Task to carry out:
Scan the entries line by line and return those with "workspace".

Collected data
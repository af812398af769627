//! Test helpers for composing request documents on disk.

use camino::{Utf8Path, Utf8PathBuf};
use drape_core::test_support::{sample_catalog, samples_with_rmssd};
use serde_json::{Value, json};
use tempfile::TempDir;

pub(super) fn write_utf8(path: &Utf8Path, contents: &[u8]) {
    std::fs::write(path.as_std_path(), contents).expect("write fixture file");
}

/// A temporary directory exposed as a UTF-8 path.
pub(super) fn workspace() -> (TempDir, Utf8PathBuf) {
    let tmp = TempDir::new().expect("tempdir");
    let root = Utf8PathBuf::from_path_buf(tmp.path().to_path_buf()).expect("utf-8 workspace");
    (tmp, root)
}

/// Baseline and samples that yield a stress index of 6.
pub(super) fn session_json() -> (Value, Value) {
    let baseline = json!({ "mean_hrv": 60.0, "mean_rmssd": 50.0 });
    let samples = serde_json::to_value(samples_with_rmssd(&[45.0, 46.0, 47.0, 48.0, 49.0]))
        .expect("serialise samples");
    (baseline, samples)
}

/// A complete recommend request reporting `mood`.
pub(super) fn recommend_request_json(mood: &str) -> Value {
    let (baseline, samples) = session_json();
    json!({
        "baseline": baseline,
        "samples": samples,
        "weather": {
            "temperature_kelvin": 283.0,
            "humidity": 80.0,
            "conditions": "Rain",
            "uv_index": 1.0,
        },
        "events": [
            { "title": "Quarterly review", "type": "business", "start": 1_700_000_000_u64 },
        ],
        "mood": mood,
        "catalog": serde_json::to_value(sample_catalog()).expect("serialise catalog"),
    })
}

pub(super) fn write_json_fixture(path: &Utf8Path, value: &Value) {
    let payload = serde_json::to_string_pretty(value).expect("serialise fixture");
    write_utf8(path, payload.as_bytes());
}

Result:
pub(super) fn workspace() -> (TempDir, Utf8PathBuf) {
    let root = Utf8PathBuf::from_path_buf(tmp.path().to_path_buf()).expect("utf-8 workspace");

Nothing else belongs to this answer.